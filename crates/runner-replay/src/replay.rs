use crate::trace::TraceRecord;
use anyhow::Context;
use runner_core::{
    ActionEvent, ActionSink, GestureConfig, Session, Status, StatusSink, ThresholdConfig,
};
use serde::Serialize;

/// Logs game commands instead of driving a game.
#[derive(Clone, Copy, Debug, Default)]
pub struct LogActionSink;

impl ActionSink for LogActionSink {
    fn on_jump(&mut self) {
        log::info!("[game] jump");
    }

    fn on_crouch(&mut self, active: bool) {
        log::info!("[game] crouch({})", active);
    }

    fn on_restart(&mut self) {
        log::info!("[game] restart");
    }
}

#[derive(Clone, Copy, Debug, Default)]
pub struct LogStatusSink;

impl StatusSink for LogStatusSink {
    fn show(&mut self, status: &Status) {
        let text = status.text();
        if !text.is_empty() {
            log::debug!("[status] {}", text);
        }
    }
}

#[derive(Clone, Copy, Debug, PartialEq, Serialize)]
pub struct ReplayEvent {
    pub t: f64,
    pub action: &'static str,
    #[serde(skip_serializing_if = "Option::is_none")]
    pub scored: Option<bool>,
    #[serde(skip)]
    pub event: ActionEvent,
}

impl ReplayEvent {
    fn new(t: f64, event: ActionEvent) -> Self {
        let scored = match event {
            ActionEvent::CrouchEnd { scored } => Some(scored),
            _ => None,
        };
        Self {
            t,
            action: event.name(),
            scored,
            event,
        }
    }
}

#[derive(Clone, Debug, Serialize)]
pub struct ReplayReport {
    pub frames: usize,
    pub events: Vec<ReplayEvent>,
    pub jumps: u32,
    pub crouches: u32,
    pub final_mode: &'static str,
    pub baseline_hip_y: Option<f32>,
}

/// Calibrate on the opening frames of `records`, then classify the rest.
pub fn replay(
    records: &[TraceRecord],
    config: GestureConfig,
    thresholds: ThresholdConfig,
) -> anyhow::Result<ReplayReport> {
    thresholds.validate().context("invalid thresholds")?;
    let mut session = Session::new(config)
        .context("invalid gesture config")?
        .with_action_sink(LogActionSink)
        .with_status_sink(LogStatusSink);
    session.calibrate_now();

    let mut events = Vec::new();
    let mut out = Vec::new();
    for (i, record) in records.iter().enumerate() {
        let frame = record.to_frame(i + 1)?;
        out.clear();
        session.tick(&frame, record.t, &thresholds, &mut out);
        events.extend(out.iter().map(|&ev| ReplayEvent::new(record.t, ev)));
    }

    let stats = session.stats();
    log::info!(
        "[replay] {} frames, {} jumps, {} crouches",
        records.len(),
        stats.jumps,
        stats.crouches
    );
    Ok(ReplayReport {
        frames: records.len(),
        events,
        jumps: stats.jumps,
        crouches: stats.crouches,
        final_mode: session.mode().name(),
        baseline_hip_y: session.baseline().map(|b| b.hip_y),
    })
}
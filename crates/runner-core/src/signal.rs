//! Hip-height signal extraction.
//!
//! Reduces a keypoint frame to the mean hip and knee heights plus the hip's
//! vertical velocity. Frames missing any of the four leg keypoints (or scoring
//! below the confidence gate) are rejected without touching the history.

use crate::keypoint::{Keypoint, KeypointKind, PoseFrame};
use thiserror::Error;

#[derive(Debug, Error, Clone, Copy, PartialEq)]
pub enum SignalError {
    #[error("keypoint {} not reported", .0.name())]
    MissingKeypoint(KeypointKind),
    #[error("keypoint {} scored {score:.2}, below {min:.2}", .kind.name())]
    LowConfidence {
        kind: KeypointKind,
        score: f32,
        min: f32,
    },
}

/// Look up `kind` and require `score >= min_confidence`.
pub fn confident_keypoint(
    frame: &PoseFrame,
    kind: KeypointKind,
    min_confidence: f32,
) -> Result<&Keypoint, SignalError> {
    let kp = frame
        .get(kind)
        .ok_or(SignalError::MissingKeypoint(kind))?;
    // NaN scores fail the gate too
    if !(kp.score >= min_confidence) {
        return Err(SignalError::LowConfidence {
            kind,
            score: kp.score,
            min: min_confidence,
        });
    }
    Ok(kp)
}

#[derive(Clone, Copy, Debug, PartialEq)]
pub struct PoseSample {
    pub hip_y: f32,
    pub knee_y: f32,
    pub timestamp_ms: f64,
}

/// Hip velocity in pixels per second; positive means moving down the image.
#[derive(Clone, Copy, Debug, Default, PartialEq)]
pub struct VelocitySample {
    pub hip_y_velocity: f32,
}

/// Two-slot history of accepted samples.
#[derive(Clone, Debug)]
pub struct SignalExtractor {
    min_confidence: f32,
    previous: Option<PoseSample>,
    current: Option<PoseSample>,
    velocity: VelocitySample,
}

impl SignalExtractor {
    pub fn new(min_confidence: f32) -> Self {
        Self {
            min_confidence,
            previous: None,
            current: None,
            velocity: VelocitySample::default(),
        }
    }

    pub fn update(
        &mut self,
        frame: &PoseFrame,
        timestamp_ms: f64,
    ) -> Result<(PoseSample, VelocitySample), SignalError> {
        let min = self.min_confidence;
        let left_hip = confident_keypoint(frame, KeypointKind::LeftHip, min)?;
        let right_hip = confident_keypoint(frame, KeypointKind::RightHip, min)?;
        let left_knee = confident_keypoint(frame, KeypointKind::LeftKnee, min)?;
        let right_knee = confident_keypoint(frame, KeypointKind::RightKnee, min)?;

        let sample = PoseSample {
            hip_y: (left_hip.position.y + right_hip.position.y) / 2.0,
            knee_y: (left_knee.position.y + right_knee.position.y) / 2.0,
            timestamp_ms,
        };
        let velocity = match self.current {
            Some(prev) if timestamp_ms - prev.timestamp_ms > 0.0 => {
                let dt_sec = (timestamp_ms - prev.timestamp_ms) / 1000.0;
                VelocitySample {
                    hip_y_velocity: ((sample.hip_y - prev.hip_y) as f64 / dt_sec) as f32,
                }
            }
            _ => VelocitySample::default(),
        };

        self.previous = self.current.replace(sample);
        self.velocity = velocity;
        Ok((sample, velocity))
    }

    pub fn current(&self) -> Option<PoseSample> {
        self.current
    }

    pub fn previous(&self) -> Option<PoseSample> {
        self.previous
    }

    pub fn velocity(&self) -> VelocitySample {
        self.velocity
    }

    pub fn reset(&mut self) {
        self.previous = None;
        self.current = None;
        self.velocity = VelocitySample::default();
    }
}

________________

◆ TASK STATEMENT:
Retrieve all lines from the data that contain the string "Clone".

◆ TASK ANSWER:
#[derive(Clone, Copy, Debug, Default)]
#[derive(Clone, Copy, Debug, Default)]
#[derive(Clone, Copy, Debug, PartialEq, Serialize)]
#[derive(Clone, Debug, Serialize)]
#[derive(Debug, Error, Clone, Copy, PartialEq)]
#[derive(Clone, Copy, Debug, PartialEq)]
#[derive(Clone, Copy, Debug, Default, PartialEq)]
#[derive(Clone, Debug)]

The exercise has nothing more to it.